The media had largely ignored the “occupation” until Saturday. As the protestors marched along Broadway to Union Square in the afternoon, they veered west one block to University Street. When the protestors began to block traffic the NYPD stepped in and the result was a mass arrest of dozens of marchers. In total over 80 arrests were made on Saturday.
At the corner of Broadway and 12th Street, a group of protestors corralled behind a NYPD barricade received a shot of pepper spray to their faces. The NYPD has acknowledged the use of pepper spray to control the crowd but would not comment on the specifics of the incident.

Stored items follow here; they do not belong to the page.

use std::fmt;

use prost::Message;
use prost_reflect::{DescriptorPool, DynamicMessage};

use crate::message::MessageValue;

/// gRPC status codes as script-visible integer constants.
pub mod code {
    pub const OK: i32 = 0;
    pub const CANCELLED: i32 = 1;
    pub const UNKNOWN: i32 = 2;
    pub const INVALID_ARGUMENT: i32 = 3;
    pub const DEADLINE_EXCEEDED: i32 = 4;
    pub const NOT_FOUND: i32 = 5;
    pub const ALREADY_EXISTS: i32 = 6;
    pub const PERMISSION_DENIED: i32 = 7;
    pub const RESOURCE_EXHAUSTED: i32 = 8;
    pub const FAILED_PRECONDITION: i32 = 9;
    pub const ABORTED: i32 = 10;
    pub const OUT_OF_RANGE: i32 = 11;
    pub const UNIMPLEMENTED: i32 = 12;
    pub const INTERNAL: i32 = 13;
    pub const UNAVAILABLE: i32 = 14;
    pub const DATA_LOSS: i32 = 15;
    pub const UNAUTHENTICATED: i32 = 16;

    /// Canonical name for a code, `"Unknown"` for out-of-range values.
    pub fn name(code: i32) -> &'static str {
        match code {
            OK => "OK",
            CANCELLED => "Cancelled",
            UNKNOWN => "Unknown",
            INVALID_ARGUMENT => "InvalidArgument",
            DEADLINE_EXCEEDED => "DeadlineExceeded",
            NOT_FOUND => "NotFound",
            ALREADY_EXISTS => "AlreadyExists",
            PERMISSION_DENIED => "PermissionDenied",
            RESOURCE_EXHAUSTED => "ResourceExhausted",
            FAILED_PRECONDITION => "FailedPrecondition",
            ABORTED => "Aborted",
            OUT_OF_RANGE => "OutOfRange",
            UNIMPLEMENTED => "Unimplemented",
            INTERNAL => "Internal",
            UNAVAILABLE => "Unavailable",
            DATA_LOSS => "DataLoss",
            UNAUTHENTICATED => "Unauthenticated",
            _ => "Unknown",
        }
    }
}

/// Convert an integer code to a tonic code, `Unknown` for out-of-range.
pub fn tonic_code(code: i32) -> tonic::Code {
    match code {
        0 => tonic::Code::Ok,
        1 => tonic::Code::Cancelled,
        2 => tonic::Code::Unknown,
        3 => tonic::Code::InvalidArgument,
        4 => tonic::Code::DeadlineExceeded,
        5 => tonic::Code::NotFound,
        6 => tonic::Code::AlreadyExists,
        7 => tonic::Code::PermissionDenied,
        8 => tonic::Code::ResourceExhausted,
        9 => tonic::Code::FailedPrecondition,
        10 => tonic::Code::Aborted,
        11 => tonic::Code::OutOfRange,
        12 => tonic::Code::Unimplemented,
        13 => tonic::Code::Internal,
        14 => tonic::Code::Unavailable,
        15 => tonic::Code::DataLoss,
        16 => tonic::Code::Unauthenticated,
        _ => tonic::Code::Unknown,
    }
}

fn code_from_tonic(code: tonic::Code) -> i32 {
    match code {
        tonic::Code::Ok => code::OK,
        tonic::Code::Cancelled => code::CANCELLED,
        tonic::Code::Unknown => code::UNKNOWN,
        tonic::Code::InvalidArgument => code::INVALID_ARGUMENT,
        tonic::Code::DeadlineExceeded => code::DEADLINE_EXCEEDED,
        tonic::Code::NotFound => code::NOT_FOUND,
        tonic::Code::AlreadyExists => code::ALREADY_EXISTS,
        tonic::Code::PermissionDenied => code::PERMISSION_DENIED,
        tonic::Code::ResourceExhausted => code::RESOURCE_EXHAUSTED,
        tonic::Code::FailedPrecondition => code::FAILED_PRECONDITION,
        tonic::Code::Aborted => code::ABORTED,
        tonic::Code::OutOfRange => code::OUT_OF_RANGE,
        tonic::Code::Unimplemented => code::UNIMPLEMENTED,
        tonic::Code::Internal => code::INTERNAL,
        tonic::Code::Unavailable => code::UNAVAILABLE,
        tonic::Code::DataLoss => code::DATA_LOSS,
        tonic::Code::Unauthenticated => code::UNAUTHENTICATED,
    }
}

/// `google.rpc.Status`, the wire form carried in `grpc-status-details-bin`.
#[derive(Clone, PartialEq, prost::Message)]
pub struct StatusProto {
    #[prost(int32, tag = "1")]
    pub code: i32,
    #[prost(string, tag = "2")]
    pub message: String,
    #[prost(message, repeated, tag = "3")]
    pub details: Vec<prost_types::Any>,
}

/// The type-URL prefix gRPC uses for `Any`-packed status details.
const ANY_TYPE_URL_PREFIX: &str = "type.googleapis.com/";

/// The script-visible status error.
///
/// `details` is what scripts inspect; `wire_details` is the hidden slot that
/// carries the `Any`-packed forms losslessly when a received error is thrown
/// back from a server handler. `wire_details` is always a subset of
/// `details`: elements that cannot be packed stay script-visible only.
#[derive(Debug, Clone)]
pub struct RpcError {
    pub code: i32,
    pub message: String,
    pub details: Vec<MessageValue>,
    pub(crate) wire_details: Vec<prost_types::Any>,
}

/// Convenience alias used throughout the crate.
pub type Result<T> = std::result::Result<T, RpcError>;

impl RpcError {
    pub fn new(code: i32, message: impl Into<String>) -> RpcError {
        RpcError {
            code,
            message: message.into(),
            details: Vec::new(),
            wire_details: Vec::new(),
        }
    }

    /// Build an error carrying detail messages.
    ///
    /// Every element lands in `details`; elements that pack into `Any`
    /// successfully additionally land in `wire_details`.
    pub fn with_details(
        code: i32,
        message: impl Into<String>,
        details: impl IntoIterator<Item = MessageValue>,
    ) -> RpcError {
        let mut err = RpcError::new(code, message);
        for detail in details {
            if let Some(any) = pack_any(&detail) {
                err.wire_details.push(any);
            }
            err.details.push(detail);
        }
        err
    }

    pub fn cancelled(message: impl Into<String>) -> RpcError {
        RpcError::new(code::CANCELLED, message)
    }

    pub fn invalid_argument(message: impl Into<String>) -> RpcError {
        RpcError::new(code::INVALID_ARGUMENT, message)
    }

    pub fn deadline_exceeded(message: impl Into<String>) -> RpcError {
        RpcError::new(code::DEADLINE_EXCEEDED, message)
    }

    pub fn not_found(message: impl Into<String>) -> RpcError {
        RpcError::new(code::NOT_FOUND, message)
    }

    pub fn unimplemented(message: impl Into<String>) -> RpcError {
        RpcError::new(code::UNIMPLEMENTED, message)
    }

    pub fn internal(message: impl Into<String>) -> RpcError {
        RpcError::new(code::INTERNAL, message)
    }

    pub fn unavailable(message: impl Into<String>) -> RpcError {
        RpcError::new(code::UNAVAILABLE, message)
    }

    /// The rejection used when a loop submit fails after shutdown.
    pub fn loop_closed() -> RpcError {
        RpcError::unavailable("event loop not running")
    }

    pub fn code_name(&self) -> &'static str {
        code::name(self.code)
    }

    /// Rebuild the wire-level status: code, message, and the packed detail
    /// list encoded as `google.rpc.Status` in the details payload.
    pub fn to_status(&self) -> tonic::Status {
        if self.wire_details.is_empty() {
            return tonic::Status::new(tonic_code(self.code), self.message.clone());
        }
        let proto = StatusProto {
            code: self.code,
            message: self.message.clone(),
            details: self.wire_details.clone(),
        };
        tonic::Status::with_details(
            tonic_code(self.code),
            self.message.clone(),
            prost::bytes::Bytes::from(proto.encode_to_vec()),
        )
    }

    /// Rebuild the script error from a wire status.
    ///
    /// Detail decoding is best-effort: every `Any` is kept in `wire_details`,
    /// and the ones whose type URL resolves in `pool` are also decoded into
    /// `details`. Unknown or undecodable detail types are skipped from the
    /// script-visible list.
    pub fn from_status(status: &tonic::Status, pool: Option<&DescriptorPool>) -> RpcError {
        let mut err = RpcError::new(code_from_tonic(status.code()), status.message());
        let raw = status.details();
        if raw.is_empty() {
            return err;
        }
        let Ok(proto) = StatusProto::decode(raw) else {
            return err;
        };
        for any in proto.details {
            if let Some(pool) = pool {
                if let Some(detail) = unpack_any(&any, pool) {
                    err.details.push(detail);
                    err.wire_details.push(any);
                    continue;
                }
            }
            err.wire_details.push(any);
        }
        err
    }
}

impl fmt::Display for RpcError {
    fn fmt(&self, f: &mut fmt::Formatter<'_>) -> fmt::Result {
        write!(f, "GrpcError {}: {}", self.code_name(), self.message)
    }
}

impl PartialEq for RpcError {
    fn eq(&self, other: &RpcError) -> bool {
        self.code == other.code
            && self.message == other.message
            && self.details == other.details
            && self.wire_details == other.wire_details
    }
}

impl std::error::Error for RpcError {}

impl From<tonic::Status> for RpcError {
    fn from(status: tonic::Status) -> RpcError {
        RpcError::from_status(&status, None)
    }
}

/// Pack a message wrapper into `google.protobuf.Any`. `None` when the
/// wrapped message cannot be serialized under its own descriptor.
pub(crate) fn pack_any(detail: &MessageValue) -> Option<prost_types::Any> {
    let full_name = detail.full_name();
    if full_name.is_empty() {
        return None;
    }
    Some(prost_types::Any {
        type_url: format!("{ANY_TYPE_URL_PREFIX}{full_name}"),
        value: detail.encode_to_vec(),
    })
}

/// Resolve and decode an `Any` against the pool. `None` for unknown type
/// URLs or undecodable payloads.
pub(crate) fn unpack_any(any: &prost_types::Any, pool: &DescriptorPool) -> Option<MessageValue> {
    let full_name = any.type_url.rsplit('/').next()?;
    let desc = pool.get_message_by_name(full_name)?;
    let msg = DynamicMessage::decode(desc, any.value.as_slice()).ok()?;
    Some(MessageValue::from_dynamic(msg))
}
impl ClientMethod {
    pub fn shape(&self) -> MethodShape {
        self.inner.shape
    }

    pub fn full_method(&self) -> &str {
        &self.inner.full_method
    }

    /// Unary call: request in, promise of the response message out.
    pub fn unary(
        &self,
        request: &MessageValue,
        opts: CallOptions,
    ) -> Result<Promise<MessageValue>, RpcError> {
        self.check_shape(MethodShape::Unary)?;
        let ctx = CallContext::parse(opts, &self.inner.core.runtime);

        if self.inner.interceptors.is_empty() {
            let msg = match request.to_message(&self.inner.desc.input()) {
                Ok(msg) => msg,
                Err(err) => {
                    ctx.release();
                    return Err(err);
                }
            };
            return Ok(run_unary(Arc::clone(&self.inner), Arc::new(ctx), msg));
        }

        // Interceptor path: seed the payload header from the parsed outgoing
        // metadata, fold the chain, and let the innermost invoker execute the
        // bare path with whatever header state the chain left behind.
        let header = Metadata::from_tonic(&ctx.outgoing);
        let payload = UnaryPayload {
            method: self.inner.full_method.clone(),
            message: request.clone(),
            header,
        };

        let ctx_slot = Arc::new(Mutex::new(Some(ctx)));
        let m = Arc::clone(&self.inner);
        let slot = Arc::clone(&ctx_slot);
        let bare: UnaryInvoker = Arc::new(move |payload: UnaryPayload| {
            let mut ctx = slot
                .lock()
                .unwrap_or_else(std::sync::PoisonError::into_inner)
                .take()
                .ok_or_else(|| {
                    RpcError::internal("interceptor chain: call context already consumed")
                })?;
            let msg = payload.message.to_message(&m.desc.input()).map_err(|err| {
                ctx.release();
                err
            })?;
            ctx.outgoing = payload.header.to_tonic();
            Ok(run_unary(Arc::clone(&m), Arc::new(ctx), msg))
        });

        let chain = build_chain(&self.inner.interceptors, bare);
        let next = match chain {
            Ok(next) => next,
            Err(err) => {
                release_slot(&ctx_slot);
                return Err(err);
            }
        };
        next(payload).map_err(|err| {
            release_slot(&ctx_slot);
            err
        })
    }

    /// Server-streaming call: request in, promise of a [`StreamReader`] out.
    pub fn server_streaming(
        &self,
        request: &MessageValue,
        opts: CallOptions,
    ) -> Result<Promise<StreamReader>, RpcError> {
        self.check_shape(MethodShape::ServerStream)?;
        let ctx = CallContext::parse(opts, &self.inner.core.runtime);
        let msg = match request.to_message(&self.inner.desc.input()) {
            Ok(msg) => msg,
            Err(err) => {
                ctx.release();
                return Err(err);
            }
        };

        let ctx = Arc::new(ctx);
        let (promise, completer) = Promise::<StreamReader>::new();
        let m = Arc::clone(&self.inner);
        let worker_ctx = Arc::clone(&ctx);
        self.inner.core.runtime.spawn(async move {
            let mut grpc = new_grpc(&m.channel);
            let codec = DynamicCodec::client(m.desc.input(), m.desc.output());
            let mut req = tonic::Request::new(msg);
            worker_ctx.apply_to_request(&mut req);
            let path = m.path.clone();

            let result = worker_ctx
                .guard(async {
                    grpc.ready().await.map_err(service_not_ready)?;
                    grpc.server_streaming(req, path, codec).await
                })
                .await;

            match result {
                Ok(response) => {
                    // The response future resolves once headers arrive, so
                    // the header callback is guaranteed to run before any
                    // recv settles.
                    let header = Metadata::from_tonic_filtered(response.metadata());
                    let on_header = worker_ctx.on_header.clone();
                    let reader = StreamReader::new(
                        m.core.clone(),
                        Arc::clone(&worker_ctx),
                        response.into_inner(),
                    );
                    let c2 = completer.clone();
                    m.core.submit_or_else(
                        Box::new(move || {
                            if let Some(cb) = &on_header {
                                cb(&header.read_only_view());
                            }
                            c2.resolve(reader);
                        }),
                        || {
                            completer.reject(RpcError::loop_closed());
                            worker_ctx.release();
                        },
                    );
                }
                Err(status) => {
                    let err = RpcError::from_status(&status, Some(&m.core.pool));
                    let c2 = completer.clone();
                    let ctx2 = Arc::clone(&worker_ctx);
                    m.core.submit_or_else(
                        Box::new(move || {
                            c2.reject(err);
                            ctx2.release();
                        }),
                        || {
                            completer.reject(RpcError::loop_closed());
                            worker_ctx.release();
                        },
                    );
                }
            }
        });
        Ok(promise)
    }

    /// Client-streaming call: promise of a [`ClientStreamCall`] whose
    /// `response` promise carries the single reply.
    pub fn client_streaming(&self, opts: CallOptions) -> Result<Promise<ClientStreamCall>, RpcError> {
        self.check_shape(MethodShape::ClientStream)?;
        let ctx = Arc::new(CallContext::parse(opts, &self.inner.core.runtime));

        let (call_promise, call_completer) = Promise::<ClientStreamCall>::new();
        let (resp_promise, resp_completer) = Promise::<MessageValue>::new();
        let (tx, rx) = mpsc::channel::<SendOp>(SEND_QUEUE_CAPACITY);
        let terminal = Arc::new(Mutex::new(None::<RpcError>));

        let m = Arc::clone(&self.inner);
        let worker_ctx = Arc::clone(&ctx);
        let worker_terminal = Arc::clone(&terminal);
        self.inner.core.runtime.spawn(async move {
            let mut grpc = new_grpc(&m.channel);
            let codec = DynamicCodec::client(m.desc.input(), m.desc.output());

            if let Err(status) = worker_ctx
                .guard(async { grpc.ready().await.map_err(service_not_ready) })
                .await
            {
                let err = RpcError::from_status(&status, Some(&m.core.pool));
                *lock_plain(&worker_terminal) = Some(err.clone());
                let c2 = call_completer.clone();
                let ctx2 = Arc::clone(&worker_ctx);
                m.core.submit_or_else(
                    Box::new(move || {
                        c2.reject(err);
                        ctx2.release();
                    }),
                    || {
                        call_completer.reject(RpcError::loop_closed());
                        worker_ctx.release();
                    },
                );
                return;
            }

            // Deliver the call object before the response exists; sends are
            // queued from here on, the header callback fires whenever the
            // response headers become available.
            let call = ClientStreamCall {
                sender: SendHalf {
                    tx,
                    input: m.desc.input(),
                    closed: Arc::new(AtomicBool::new(false)),
                    terminal: Arc::clone(&worker_terminal),
                },
                response: resp_promise,
            };
            {
                let c2 = call_completer.clone();
                m.core
                    .submit_or_else(Box::new(move || c2.resolve(call)), || {
                        call_completer.reject(RpcError::loop_closed());
                    });
            }

            let outbound = OutboundQueue::new(rx, m.core.clone());
            let mut req = tonic::Request::new(outbound);
            worker_ctx.apply_to_request(&mut req);
            let path = m.path.clone();

            let result = worker_ctx
                .guard(async { grpc.client_streaming(req, path, codec).await })
                .await;

            let on_header = worker_ctx.on_header.clone();
            let on_trailer = worker_ctx.on_trailer.clone();
            let ctx2 = Arc::clone(&worker_ctx);
            let pool = m.core.pool.clone();
            match result {
                Ok(response) => {
                    let md = Metadata::from_tonic_filtered(response.metadata());
                    let value = MessageValue::from_dynamic(response.into_inner());
                    let c2 = resp_completer.clone();
                    m.core.submit_or_else(
                        Box::new(move || {
                            if let Some(cb) = &on_header {
                                cb(&md.read_only_view());
                            }
                            if let Some(cb) = &on_trailer {
                                cb(&md.read_only_view());
                            }
                            c2.resolve(value);
                            ctx2.release();
                        }),
                        || {
                            resp_completer.reject(RpcError::loop_closed());
                            worker_ctx.release();
                        },
                    );
                }
                Err(status) => {
                    let err = RpcError::from_status(&status, Some(&pool));
                    *lock_plain(&worker_terminal) = Some(err.clone());
                    let md = Metadata::from_tonic_filtered(status.metadata());
                    let c2 = resp_completer.clone();
                    m.core.submit_or_else(
                        Box::new(move || {
                            if let Some(cb) = &on_header {
                                cb(&md.read_only_view());
                            }
                            if let Some(cb) = &on_trailer {
                                cb(&md.read_only_view());
                            }
                            c2.reject(err);
                            ctx2.release();
                        }),
                        || {
                            resp_completer.reject(RpcError::loop_closed());
                            worker_ctx.release();
                        },
                    );
                }
            }
        });
        Ok(call_promise)
    }

    /// Bidi call: promise of a [`BidiCall`] combining the send queue with a
    /// stream reader. Delivered once response headers arrive.
    pub fn bidi(&self, opts: CallOptions) -> Result<Promise<BidiCall>, RpcError> {
        self.check_shape(MethodShape::Bidi)?;
        let ctx = Arc::new(CallContext::parse(opts, &self.inner.core.runtime));

        let (call_promise, call_completer) = Promise::<BidiCall>::new();
        let (tx, rx) = mpsc::channel::<SendOp>(SEND_QUEUE_CAPACITY);
        let terminal = Arc::new(Mutex::new(None::<RpcError>));

        let m = Arc::clone(&self.inner);
        let worker_ctx = Arc::clone(&ctx);
        let worker_terminal = Arc::clone(&terminal);
        self.inner.core.runtime.spawn(async move {
            let mut grpc = new_grpc(&m.channel);
            let codec = DynamicCodec::client(m.desc.input(), m.desc.output());
            let outbound = OutboundQueue::new(rx, m.core.clone());
            let mut req = tonic::Request::new(outbound);
            worker_ctx.apply_to_request(&mut req);
            let path = m.path.clone();

            let result = worker_ctx
                .guard(async {
                    grpc.ready().await.map_err(service_not_ready)?;
                    grpc.streaming(req, path, codec).await
                })
                .await;

            match result {
                Ok(response) => {
                    let header = Metadata::from_tonic_filtered(response.metadata());
                    let on_header = worker_ctx.on_header.clone();
                    let reader = StreamReader::new(
                        m.core.clone(),
                        Arc::clone(&worker_ctx),
                        response.into_inner(),
                    );
                    let call = BidiCall {
                        sender: SendHalf {
                            tx,
                            input: m.desc.input(),
                            closed: Arc::new(AtomicBool::new(false)),
                            terminal: Arc::clone(&worker_terminal),
                        },
                        reader,
                    };
                    let c2 = call_completer.clone();
                    m.core.submit_or_else(
                        Box::new(move || {
                            if let Some(cb) = &on_header {
                                cb(&header.read_only_view());
                            }
                            c2.resolve(call);
                        }),
                        || {
                            call_completer.reject(RpcError::loop_closed());
                            worker_ctx.release();
                        },
                    );
                }
                Err(status) => {
                    let err = RpcError::from_status(&status, Some(&m.core.pool));
                    *lock_plain(&worker_terminal) = Some(err.clone());
                    let c2 = call_completer.clone();
                    let ctx2 = Arc::clone(&worker_ctx);
                    m.core.submit_or_else(
                        Box::new(move || {
                            c2.reject(err);
                            ctx2.release();
                        }),
                        || {
                            call_completer.reject(RpcError::loop_closed());
                            worker_ctx.release();
                        },
                    );
                }
            }
        });
        Ok(call_promise)
    }

    fn check_shape(&self, want: MethodShape) -> Result<(), RpcError> {
        if self.inner.shape != want {
            return Err(RpcError::invalid_argument(format!(
                "{} is a {} method, not {}",
                self.inner.full_method, self.inner.shape, want
            )));
        }
        Ok(())
    }
}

As the police began arresting the marchers and lining them up along side of a building on 12th Street and 5th Avenue, crowds gathered to gawk and voice their support for the marchers. Due to the high number of arrests, in addition to the regular NYPD vans, the police used an MTA bus to carry the arrested marchers to the First Precinct. The officers loaded the arrested protestors onto the vehicle two-at-a-time, and the crowd chanted, “Shame on the MTA,” as the bus pulled away.
As of Tuesday the protestors were still occupying the park.